Output only the lines below that start at the line containing "repository cad717433b9bb65a" and end at the line containing "pub enum ApiError", with both ends kept.

──────── MATERIAL SUPPLIED

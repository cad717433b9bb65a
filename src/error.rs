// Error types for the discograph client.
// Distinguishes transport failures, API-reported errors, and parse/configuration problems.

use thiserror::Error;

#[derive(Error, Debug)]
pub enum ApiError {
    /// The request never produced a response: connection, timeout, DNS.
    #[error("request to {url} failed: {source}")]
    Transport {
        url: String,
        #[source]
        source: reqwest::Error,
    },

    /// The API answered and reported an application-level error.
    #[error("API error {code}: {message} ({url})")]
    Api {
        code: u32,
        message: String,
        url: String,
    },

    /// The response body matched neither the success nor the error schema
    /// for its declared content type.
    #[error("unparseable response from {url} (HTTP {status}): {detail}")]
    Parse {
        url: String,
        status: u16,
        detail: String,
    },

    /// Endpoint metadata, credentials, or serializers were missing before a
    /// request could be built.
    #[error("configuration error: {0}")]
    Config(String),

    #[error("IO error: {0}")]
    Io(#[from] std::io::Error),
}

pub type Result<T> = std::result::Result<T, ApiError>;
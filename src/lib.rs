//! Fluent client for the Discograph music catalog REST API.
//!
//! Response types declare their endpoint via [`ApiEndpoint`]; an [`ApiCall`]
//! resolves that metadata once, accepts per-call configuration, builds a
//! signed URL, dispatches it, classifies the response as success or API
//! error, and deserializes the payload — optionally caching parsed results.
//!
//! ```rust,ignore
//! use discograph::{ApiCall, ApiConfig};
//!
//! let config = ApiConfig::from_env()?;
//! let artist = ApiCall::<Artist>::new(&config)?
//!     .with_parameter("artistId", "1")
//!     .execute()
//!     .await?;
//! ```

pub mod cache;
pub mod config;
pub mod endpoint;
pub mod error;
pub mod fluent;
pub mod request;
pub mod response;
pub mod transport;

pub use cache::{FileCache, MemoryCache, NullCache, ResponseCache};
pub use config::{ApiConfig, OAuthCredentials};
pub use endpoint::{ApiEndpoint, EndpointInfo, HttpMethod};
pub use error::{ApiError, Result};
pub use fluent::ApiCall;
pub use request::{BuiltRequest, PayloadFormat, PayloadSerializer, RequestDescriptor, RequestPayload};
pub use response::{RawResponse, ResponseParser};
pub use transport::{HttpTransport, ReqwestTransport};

────────────────
──────── MATERIAL SUPPLIED

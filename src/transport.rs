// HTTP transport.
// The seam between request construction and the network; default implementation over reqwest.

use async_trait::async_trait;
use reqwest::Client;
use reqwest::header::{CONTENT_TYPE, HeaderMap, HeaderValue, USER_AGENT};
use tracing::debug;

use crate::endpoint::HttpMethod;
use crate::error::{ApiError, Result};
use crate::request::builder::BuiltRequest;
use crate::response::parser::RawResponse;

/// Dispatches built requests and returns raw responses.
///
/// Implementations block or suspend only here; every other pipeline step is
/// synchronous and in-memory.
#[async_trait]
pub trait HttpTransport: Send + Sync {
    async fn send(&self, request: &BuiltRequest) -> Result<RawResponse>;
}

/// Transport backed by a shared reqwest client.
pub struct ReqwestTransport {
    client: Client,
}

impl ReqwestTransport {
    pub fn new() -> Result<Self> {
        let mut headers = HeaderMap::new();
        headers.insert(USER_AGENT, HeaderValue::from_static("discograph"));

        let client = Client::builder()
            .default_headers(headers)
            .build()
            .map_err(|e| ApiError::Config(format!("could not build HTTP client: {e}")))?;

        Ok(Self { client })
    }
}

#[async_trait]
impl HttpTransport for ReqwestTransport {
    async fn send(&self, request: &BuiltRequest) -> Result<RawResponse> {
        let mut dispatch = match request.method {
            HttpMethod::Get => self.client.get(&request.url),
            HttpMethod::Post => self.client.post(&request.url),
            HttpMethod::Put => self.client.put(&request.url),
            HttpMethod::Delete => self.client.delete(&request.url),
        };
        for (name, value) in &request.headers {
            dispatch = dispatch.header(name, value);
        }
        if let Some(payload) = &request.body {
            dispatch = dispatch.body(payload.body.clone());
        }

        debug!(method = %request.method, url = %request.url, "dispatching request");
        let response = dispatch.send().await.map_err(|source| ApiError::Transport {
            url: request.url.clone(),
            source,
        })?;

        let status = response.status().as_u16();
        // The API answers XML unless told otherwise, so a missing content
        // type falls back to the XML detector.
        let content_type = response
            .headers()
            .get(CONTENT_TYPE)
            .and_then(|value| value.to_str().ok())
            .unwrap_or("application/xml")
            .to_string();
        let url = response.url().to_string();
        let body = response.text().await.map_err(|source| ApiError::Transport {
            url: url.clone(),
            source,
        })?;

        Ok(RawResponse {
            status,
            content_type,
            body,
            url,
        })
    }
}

────────────────

ANSWER SECTION
repository cad717433b9bb65a
filename src/error.rs
// Error types for the discograph client.
// Distinguishes transport failures, API-reported errors, and parse/configuration problems.

use thiserror::Error;

#[derive(Error, Debug)]
pub enum ApiError {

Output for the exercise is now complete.